Your task is to copy each line of the material below that includes "ImageFormat".

(Beginning of Records to process)

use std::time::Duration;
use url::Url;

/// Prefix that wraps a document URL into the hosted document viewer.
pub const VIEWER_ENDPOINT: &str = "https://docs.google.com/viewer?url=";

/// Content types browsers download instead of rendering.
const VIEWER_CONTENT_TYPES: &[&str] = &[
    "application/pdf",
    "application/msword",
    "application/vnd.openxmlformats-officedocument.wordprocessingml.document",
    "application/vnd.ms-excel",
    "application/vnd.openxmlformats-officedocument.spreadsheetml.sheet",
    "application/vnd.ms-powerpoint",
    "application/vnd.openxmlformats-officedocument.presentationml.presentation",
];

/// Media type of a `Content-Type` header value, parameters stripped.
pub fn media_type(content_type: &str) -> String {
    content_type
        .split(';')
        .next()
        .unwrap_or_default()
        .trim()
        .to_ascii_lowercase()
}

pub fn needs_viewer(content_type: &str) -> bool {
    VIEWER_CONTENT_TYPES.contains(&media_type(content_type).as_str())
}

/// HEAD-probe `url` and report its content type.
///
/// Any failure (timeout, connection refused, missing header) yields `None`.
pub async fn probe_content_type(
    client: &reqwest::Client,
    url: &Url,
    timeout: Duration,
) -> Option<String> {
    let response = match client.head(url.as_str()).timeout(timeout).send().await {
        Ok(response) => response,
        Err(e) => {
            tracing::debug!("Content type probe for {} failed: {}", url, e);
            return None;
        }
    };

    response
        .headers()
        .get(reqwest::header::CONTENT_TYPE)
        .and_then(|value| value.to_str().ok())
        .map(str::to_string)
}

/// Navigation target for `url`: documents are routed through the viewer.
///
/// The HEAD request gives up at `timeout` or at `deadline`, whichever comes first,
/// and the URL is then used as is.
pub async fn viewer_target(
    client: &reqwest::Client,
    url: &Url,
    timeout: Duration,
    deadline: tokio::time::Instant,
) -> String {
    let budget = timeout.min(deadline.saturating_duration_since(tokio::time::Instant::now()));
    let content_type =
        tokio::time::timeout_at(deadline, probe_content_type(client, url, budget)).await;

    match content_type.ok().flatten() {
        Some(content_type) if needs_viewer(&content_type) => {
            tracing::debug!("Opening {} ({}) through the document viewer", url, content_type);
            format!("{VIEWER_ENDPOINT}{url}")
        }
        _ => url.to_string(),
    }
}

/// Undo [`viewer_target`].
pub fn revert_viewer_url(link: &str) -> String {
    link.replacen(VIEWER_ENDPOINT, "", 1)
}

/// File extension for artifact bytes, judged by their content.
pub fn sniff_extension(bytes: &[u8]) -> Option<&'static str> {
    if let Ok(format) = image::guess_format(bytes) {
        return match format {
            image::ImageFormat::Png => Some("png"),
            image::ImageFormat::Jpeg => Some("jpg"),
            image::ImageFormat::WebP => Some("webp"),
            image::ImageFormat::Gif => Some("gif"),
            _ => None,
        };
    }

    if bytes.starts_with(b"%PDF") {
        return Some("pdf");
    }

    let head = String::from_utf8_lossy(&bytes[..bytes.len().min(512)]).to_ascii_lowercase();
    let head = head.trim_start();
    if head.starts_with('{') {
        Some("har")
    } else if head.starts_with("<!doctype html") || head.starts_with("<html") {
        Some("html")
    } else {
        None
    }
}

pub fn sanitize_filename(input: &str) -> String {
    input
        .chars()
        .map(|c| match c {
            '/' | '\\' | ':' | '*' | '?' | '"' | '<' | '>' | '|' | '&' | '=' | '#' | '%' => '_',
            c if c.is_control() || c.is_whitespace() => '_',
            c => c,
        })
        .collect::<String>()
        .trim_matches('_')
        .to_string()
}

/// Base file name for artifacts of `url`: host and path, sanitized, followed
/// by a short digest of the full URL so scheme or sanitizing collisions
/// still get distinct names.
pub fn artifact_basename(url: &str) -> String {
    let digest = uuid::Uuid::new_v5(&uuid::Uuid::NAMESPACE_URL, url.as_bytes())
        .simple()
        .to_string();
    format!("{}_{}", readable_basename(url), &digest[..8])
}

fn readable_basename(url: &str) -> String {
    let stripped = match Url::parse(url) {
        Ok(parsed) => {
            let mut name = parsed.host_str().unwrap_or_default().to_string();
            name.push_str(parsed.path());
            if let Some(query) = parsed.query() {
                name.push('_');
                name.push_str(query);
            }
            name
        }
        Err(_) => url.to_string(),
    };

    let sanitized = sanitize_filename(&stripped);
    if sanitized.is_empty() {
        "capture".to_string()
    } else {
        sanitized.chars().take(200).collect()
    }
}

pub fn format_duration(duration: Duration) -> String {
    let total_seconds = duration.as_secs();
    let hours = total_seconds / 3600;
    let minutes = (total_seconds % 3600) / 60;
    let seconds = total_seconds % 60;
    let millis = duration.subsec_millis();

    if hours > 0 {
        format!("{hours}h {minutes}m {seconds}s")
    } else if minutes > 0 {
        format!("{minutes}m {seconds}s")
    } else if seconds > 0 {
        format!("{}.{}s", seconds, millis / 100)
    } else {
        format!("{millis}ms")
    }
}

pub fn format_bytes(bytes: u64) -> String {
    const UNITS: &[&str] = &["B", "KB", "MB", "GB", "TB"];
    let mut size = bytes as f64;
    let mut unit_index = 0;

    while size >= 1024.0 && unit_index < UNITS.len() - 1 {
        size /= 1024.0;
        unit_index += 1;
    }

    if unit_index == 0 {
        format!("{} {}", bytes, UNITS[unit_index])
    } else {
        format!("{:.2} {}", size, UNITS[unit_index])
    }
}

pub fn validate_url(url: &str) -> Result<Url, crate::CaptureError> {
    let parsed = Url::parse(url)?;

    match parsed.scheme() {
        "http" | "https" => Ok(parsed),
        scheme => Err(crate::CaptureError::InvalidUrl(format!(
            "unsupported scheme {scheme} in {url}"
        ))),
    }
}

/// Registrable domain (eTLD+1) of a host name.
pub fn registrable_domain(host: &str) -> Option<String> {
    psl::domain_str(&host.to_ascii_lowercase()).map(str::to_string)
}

(End of Records to process)

* _Exercise answer_
            image::ImageFormat::Png => Some("png"),
            image::ImageFormat::Jpeg => Some("jpg"),
            image::ImageFormat::WebP => Some("webp"),
            image::ImageFormat::Gif => Some("gif"),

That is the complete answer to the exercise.